The prediction is most useful as a directional read of your Regents exam score - pass, fail, or near the line - rather than a precise decimal.
Treat any result within a few scaled points of 65 as uncertain until the official chart is applied to your actual graded paper. The chart changes between administrations, so a January prediction and a June result need not match exactly.
According to NYSED Office of State Assessment, sets the statewide passing standard at a scaled score of 65 and refreshes the conversion chart for every administration
Because the Regents scale is fixed while college admissions tests are normed, a SAT score percentile calculator explains how percentiles shift each year.
Frequently Asked Questions
Q: How is a New York Regents exam scored?

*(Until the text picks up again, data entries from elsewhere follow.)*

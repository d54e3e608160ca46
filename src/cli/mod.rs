//! CLI module - Command-line interface for the application.
//!
//! Provides commands for:
//! - `serve` - Start the HTTP server
//! - `migrate` - Database migrations
//! - `jobs` - Email queue management

pub mod args;

pub use args::{Cli, Commands};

A: Each Regents exam has a multiple-choice section and a constructed-response section. NYSED adds the points you earned in both parts to get a raw score, then maps that raw score to a 0-100 scaled score using the conversion chart published for that specific administration. The scaled score - not the raw score - is the result printed on your report.
Q: What is a passing Regents score?
A: The statewide passing standard is a scaled score of 65. A 65 satisfies the requirement for most diplomas, while a 90 or higher earns the diploma with honors designation. Because the conversion chart changes slightly between administrations, the exact raw score needed for a 65 moves a few points from one test date to the next.

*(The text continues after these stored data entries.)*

//! User service unit tests.

use std::sync::Arc;

use async_trait::async_trait;
use mockall::predicate::eq;
use uuid::Uuid;

use eventhub_api::config::MAX_PAGE_SIZE;
use eventhub_api::domain::{Password, User, UserRole};
use eventhub_api::errors::{AppError, AppResult};
use eventhub_api::infra::{
    EventRepository, MockEventRepository, MockParticipantRepository,
    MockPasswordResetRepository, MockRefreshTokenRepository, MockUserRepository,
    ParticipantRepository, PasswordResetRepository, RefreshTokenRepository, TransactionContext,
    UnitOfWork, UserRepository,
};
use eventhub_api::services::{UserManager, UserService};
use eventhub_api::types::PaginationParams;

fn create_test_user(id: Uuid, role: UserRole) -> User {
    let mut user = User::new(
        "test@example.com".to_string(),
        "hashed".to_string(),
        "Test User".to_string(),
        None,
        role,
    );
    user.id = id;
    user
}

/// Test mock for UnitOfWork that wraps a MockUserRepository
struct TestUnitOfWork {
    user_repo: Arc<MockUserRepository>,
}

impl TestUnitOfWork {
    fn new(user_repo: MockUserRepository) -> Self {
        Self {
            user_repo: Arc::new(user_repo),
        }
    }
}

#[async_trait]
impl UnitOfWork for TestUnitOfWork {
    fn users(&self) -> Arc<dyn UserRepository> {
        self.user_repo.clone()
    }

    // The user service never touches these; an unexpected call panics.
    fn refresh_tokens(&self) -> Arc<dyn RefreshTokenRepository> {
        Arc::new(MockRefreshTokenRepository::new())
    }

    fn events(&self) -> Arc<dyn EventRepository> {
        Arc::new(MockEventRepository::new())
    }

    fn participants(&self) -> Arc<dyn ParticipantRepository> {
        Arc::new(MockParticipantRepository::new())
    }

    fn password_resets(&self) -> Arc<dyn PasswordResetRepository> {
        Arc::new(MockPasswordResetRepository::new())
    }

    async fn transaction<F, T>(&self, _f: F) -> AppResult<T>
    where
        F: for<'a> FnOnce(TransactionContext<'a>) -> std::pin::Pin<
                Box<dyn std::future::Future<Output = AppResult<T>> + Send + 'a>,
            > + Send,
        T: Send,
    {
        // Transaction not supported in test mock
        Err(AppError::internal("Transactions not supported in test mock"))
    }
}

fn service(repo: MockUserRepository) -> UserManager<TestUnitOfWork> {
    UserManager::new(Arc::new(TestUnitOfWork::new(repo)))
}

#[tokio::test]
async fn test_get_user_success() {
    let user_id = Uuid::new_v4();

    let mut repo = MockUserRepository::new();
    repo.expect_find_by_id()
        .with(eq(user_id))
        .returning(|id| Ok(Some(create_test_user(id, UserRole::Participant))));

    let result = service(repo).get_user(user_id).await;

    assert!(result.is_ok());
    assert_eq!(result.unwrap().id, user_id);
}

#[tokio::test]
async fn test_get_user_not_found() {
    let mut repo = MockUserRepository::new();
    repo.expect_find_by_id().returning(|_| Ok(None));

    let result = service(repo).get_user(Uuid::new_v4()).await;

    assert!(matches!(result.unwrap_err(), AppError::NotFound));
}

#[tokio::test]
async fn test_list_users_clamps_pagination_and_trims_search() {
    let mut repo = MockUserRepository::new();
    repo.expect_list()
        .with(eq(Some("jane".to_string())), eq(1), eq(MAX_PAGE_SIZE))
        .times(1)
        .returning(|_, _, _| {
            Ok((
                vec![
                    create_test_user(Uuid::new_v4(), UserRole::Participant),
                    create_test_user(Uuid::new_v4(), UserRole::Organizer),
                ],
                2,
            ))
        });

    let pagination = PaginationParams {
        page: 0,
        per_page: 5_000,
    };
    let page = service(repo)
        .list_users(Some("  jane ".into()), pagination)
        .await
        .unwrap();

    assert_eq!(page.data.len(), 2);
    assert_eq!(page.meta.per_page, MAX_PAGE_SIZE);
    assert_eq!(page.meta.total_pages, 1);
}

#[tokio::test]
async fn test_blank_search_is_ignored() {
    let mut repo = MockUserRepository::new();
    repo.expect_list()
        .with(eq(None::<String>), eq(1), eq(10))
        .returning(|_, _, _| Ok((vec![], 0)));

    let page = service(repo)
        .list_users(Some("   ".into()), PaginationParams::default())
        .await
        .unwrap();

    assert_eq!(page.meta.total, 0);
}

#[tokio::test]
async fn test_participant_cannot_change_roles() {
    let repo = MockUserRepository::new();

    let result = service(repo)
        .update_role(UserRole::Participant, Uuid::new_v4(), UserRole::Organizer)
        .await;

    assert!(matches!(result, Err(AppError::Forbidden)));
}

#[tokio::test]
async fn test_organizer_cannot_grant_admin() {
    let repo = MockUserRepository::new();

    let result = service(repo)
        .update_role(UserRole::Organizer, Uuid::new_v4(), UserRole::Admin)
        .await;

    assert!(matches!(result, Err(AppError::Forbidden)));
}

#[tokio::test]
async fn test_organizer_cannot_demote_admin() {
    let mut repo = MockUserRepository::new();
    repo.expect_find_by_id()
        .returning(|id| Ok(Some(create_test_user(id, UserRole::Admin))));
    repo.expect_update_role().never();

    let result = service(repo)
        .update_role(UserRole::Organizer, Uuid::new_v4(), UserRole::Participant)
        .await;

    assert!(matches!(result, Err(AppError::Forbidden)));
}

#[tokio::test]
async fn test_organizer_promotes_participant() {
    let target = Uuid::new_v4();

    let mut repo = MockUserRepository::new();
    repo.expect_find_by_id()
        .returning(|id| Ok(Some(create_test_user(id, UserRole::Participant))));
    repo.expect_update_role()
        .with(eq(target), eq(UserRole::Organizer))
        .times(1)
        .returning(|id, role| Ok(create_test_user(id, role)));

    let user = service(repo)
        .update_role(UserRole::Organizer, target, UserRole::Organizer)
        .await
        .unwrap();

    assert_eq!(user.role, UserRole::Organizer);
}

#[tokio::test]
async fn test_change_password_requires_current_password() {
    let hash = Password::new("current-password").unwrap().into_string();

    let mut repo = MockUserRepository::new();
    repo.expect_find_by_id().returning(move |id| {
        let mut user = create_test_user(id, UserRole::Participant);
        user.password_hash = hash.clone();
        Ok(Some(user))
    });
    repo.expect_update_password().never();

    let result = service(repo)
        .change_password(Uuid::new_v4(), "wrong-guess".into(), "next-password".into())
        .await;

    assert!(matches!(result, Err(AppError::Validation(_))));
}

#[tokio::test]
async fn test_change_password_stores_new_hash() {
    let user_id = Uuid::new_v4();
    let hash = Password::new("current-password").unwrap().into_string();

    let mut repo = MockUserRepository::new();
    repo.expect_find_by_id().returning(move |id| {
        let mut user = create_test_user(id, UserRole::Participant);
        user.password_hash = hash.clone();
        Ok(Some(user))
    });
    repo.expect_update_password()
        .withf(move |id, new_hash| {
            *id == user_id && Password::from_hash(new_hash.as_str()).verify("next-password")
        })
        .times(1)
        .returning(|_, _| Ok(()));

    service(repo)
        .change_password(user_id, "current-password".into(), "next-password".into())
        .await
        .unwrap();
}

#[tokio::test]
async fn test_delete_user_propagates_not_found() {
    let mut repo = MockUserRepository::new();
    repo.expect_delete().returning(|_| Err(AppError::NotFound));

    let result = service(repo).delete_user(Uuid::new_v4()).await;

    assert!(matches!(result, Err(AppError::NotFound)));
}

Q: How is the weighted raw score calculated?
A: The raw score is simply the sum of your earned multiple-choice points and your earned constructed-response points. Algebra I tops out at 86 raw points (48 multiple-choice plus 38 constructed-response), while Geometry and Living Environment top out at 80. Each exam's chart then converts that single raw total into the 0-100 scaled score.
Q: Why does the conversion chart change every year?
A: NYSED sets a new chart for each administration to keep the scaled score steady even when a particular test turns out easier or harder than planned. A scaled 75 should mean the same level of performance in June as in August. The raw score that maps to 75 can therefore shift between charts, which is why a fixed rule cannot replace the official table.
Q: Do all Regents exams use the same scoring?
A: No. Every exam publishes its own conversion chart, and the raw maximum differs by subject - Algebra I reaches 86 while Geometry and Living Environment reach 80. A biology raw score does not convert with the algebra chart, so the subject you select here controls both the allowed maximum and the lookup table.